I also had a Mapping Metaphor task to do this week: updating the database with new data. Wendy has been continuing to work with the data, adding in directionality, dates and sample lexemes and Ellen sent me a new batch. It has been a while since I’d last uploaded new data and it took me a while to remember how my upload script worked, but after I’d figured that out everything went smoothly. We now have information about 16,378 metaphorical connections in the system and 12,845 sample lexemes linked into the Historical Thesaurus.
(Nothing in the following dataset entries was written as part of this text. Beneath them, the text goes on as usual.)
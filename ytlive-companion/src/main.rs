use std::sync::Arc;

use tokio::io::{AsyncBufReadExt, BufReader};
use tracing::{error, info, warn};
use tracing_subscriber::EnvFilter;
use ytlive_core::{
    evaluate, spawn_feedback_poller, ActionEvent, BroadcastCache, CompanionConfig, EnvToken,
    FeedbackKind, SyncEngine, YouTubeApi,
};

#[tokio::main]
async fn main() {
    init_tracing();

    let config = CompanionConfig::load();
    let credentials = EnvToken::new(config.api.access_token_env.clone());
    let api = match YouTubeApi::from_config(&config.api, credentials) {
        Ok(api) => Arc::new(api),
        Err(err) => {
            error!(error = %err, "failed to initialise YouTube client");
            return;
        }
    };

    let engine = SyncEngine::new(api, BroadcastCache::new())
        .with_reload_after_transition(config.refresh.reload_after_transition);
    if let Err(err) = engine.reload().await {
        warn!(error = %err, "initial broadcast query failed");
    } else {
        info!("YouTube module initialized successfully");
    }

    let poller = spawn_feedback_poller(engine.clone(), config.refresh.feedback_interval());

    let mut lines = BufReader::new(tokio::io::stdin()).lines();
    loop {
        let line = match lines.next_line().await {
            Ok(Some(line)) => line,
            Ok(None) => break,
            Err(err) => {
                error!(error = %err, "failed to read command");
                break;
            }
        };
        let mut words = line.split_whitespace();
        let Some(command) = words.next() else {
            continue;
        };
        let argument = words.next();

        match command {
            "quit" | "exit" => break,
            "actions" => {
                for action in engine.actions().await {
                    let targets = action
                        .options
                        .first()
                        .map(|o| o.choices.len())
                        .unwrap_or_default();
                    println!("{:<18} {} ({} targets)", action.id, action.label, targets);
                }
            }
            "status" | "health" => {
                let kind = if command == "status" {
                    FeedbackKind::BroadcastStatus
                } else {
                    FeedbackKind::StreamHealth
                };
                let memory = engine.cache().snapshot().await;
                match evaluate(kind, argument, &memory, &config.feedback) {
                    Some(style) => println!("{}", style.text),
                    None => println!("-"),
                }
            }
            action => {
                let event = ActionEvent::new(action, argument);
                match engine.handle(&event).await {
                    Ok(()) => info!(action, "action completed"),
                    Err(err) => warn!(action, error = %err, "action failed"),
                }
            }
        }
    }

    if let Err(err) = poller.stop().await {
        warn!(error = %err, "feedback poller did not stop cleanly");
    }
}

fn init_tracing() {
    let filter = EnvFilter::try_from_default_env().unwrap_or_else(|_| EnvFilter::new("info"));
    let _ = tracing_subscriber::fmt()
        .with_env_filter(filter)
        .with_writer(std::io::stderr)
        .try_init();
}
//
// Copyright (c) Pirmin Kalberer. All rights reserved.
// Licensed under the MIT License. See LICENSE file in the project root for full license information.
//

//! Grid iterators

use crate::grid::TileRange;

/// Column-major iterator over the tiles of a `TileRange`
pub struct TileIterator {
    x: u32,
    y: u32,
    range: TileRange,
    finished: bool,
}

impl TileIterator {
    pub fn new(range: TileRange) -> TileIterator {
        if range.minx <= range.maxx && range.miny <= range.maxy {
            TileIterator {
                x: range.minx,
                y: range.miny,
                range,
                finished: false,
            }
        } else {
            // Return "empty" iterator for inverted ranges
            TileIterator {
                x: 0,
                y: 0,
                range,
                finished: true,
            }
        }
    }
}

impl Iterator for TileIterator {
    /// Current tile index `(x, y)`
    type Item = (u32, u32);

    fn next(&mut self) -> Option<Self::Item> {
        if self.finished {
            return None;
        }
        let current = (self.x, self.y);
        if self.y < self.range.maxy {
            self.y += 1;
        } else if self.x < self.range.maxx {
            self.x += 1;
            self.y = self.range.miny;
        } else {
            self.finished = true;
        }
        Some(current)
    }
}

/// Column-major iterator over the `(column, row)` cells of a grid of output images
pub struct WindowIterator {
    columns: u32,
    rows: u32,
    index: u64,
}

impl WindowIterator {
    pub fn new(columns: u32, rows: u32) -> WindowIterator {
        WindowIterator {
            columns,
            rows,
            index: 0,
        }
    }
    fn cell_count(&self) -> u64 {
        self.columns as u64 * self.rows as u64
    }
}

impl Iterator for WindowIterator {
    /// Current cell `(column, row)`
    type Item = (u32, u32);

    fn next(&mut self) -> Option<Self::Item> {
        if self.index >= self.cell_count() {
            return None;
        }
        let column = (self.index / self.rows as u64) as u32;
        let row = (self.index % self.rows as u64) as u32;
        self.index += 1;
        Some((column, row))
    }

    fn size_hint(&self) -> (usize, Option<usize>) {
        let remaining = (self.cell_count() - self.index) as usize;
        (remaining, Some(remaining))
    }
}

impl ExactSizeIterator for WindowIterator {}

#[test]
fn test_tile_iter() {
    let range = TileRange {
        minx: 3,
        miny: 5,
        maxx: 4,
        maxy: 7,
    };
    let tiles = range.tiles().collect::<Vec<_>>();
    assert_eq!(
        tiles,
        vec![(3, 5), (3, 6), (3, 7), (4, 5), (4, 6), (4, 7)]
    );

    let single = TileRange {
        minx: 0,
        miny: 0,
        maxx: 0,
        maxy: 0,
    };
    assert_eq!(single.tiles().collect::<Vec<_>>(), vec![(0, 0)]);
}

#[test]
fn test_bad_range() {
    let inverted = TileRange {
        minx: 2,
        miny: 0,
        maxx: 1,
        maxy: 0,
    };
    assert_eq!(TileIterator::new(inverted).count(), 0);
}

#[test]
fn test_window_iter() {
    let cells = WindowIterator::new(2, 3).collect::<Vec<_>>();
    assert_eq!(cells, vec![(0, 0), (0, 1), (0, 2), (1, 0), (1, 1), (1, 2)]);

    assert_eq!(WindowIterator::new(2, 3).len(), 6);
    assert_eq!(WindowIterator::new(0, 3).count(), 0);
    assert_eq!(WindowIterator::new(3, 0).count(), 0);
}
My final task of the week was to continue working on my WordPress plugin for Gavin Miller’s Science Fiction and the Medical Humanities website. Last week I started working on a browse facility that will let users view things like years, themes, mediums and people and to then click through to search results showing the bibliographical items that have been associated with these things. I had included jQuery in this to power some tabs and unfortunately this had conflicted with the jQuery version that was already included within WordPress. I have now figured out how to include jQuery in a plugin and to reference WordPress’s version rather than my own version. Basically at the top of the plugin you have to include ‘wp_enqueue_script(‘jquery’);’ and then in the JavaScript you need to wrap the code with ‘jQuery( function ( $ ) {});’ rather than ‘$(function() {});’ that I’m used to. With that conflict resolved I continued to develop the browse feature and the search results page that this passes data to. It’s now possible to browse for things (e.g. the theme ‘surgery’), see all of the corresponding bibliographic items and then click through to an actual item. I also updated the item page so that whenever browsable things appear in the page (e.g. the associated themes) these link in to the search results page too. It seems to be working pretty well. The next task will be to create advanced and quick search features.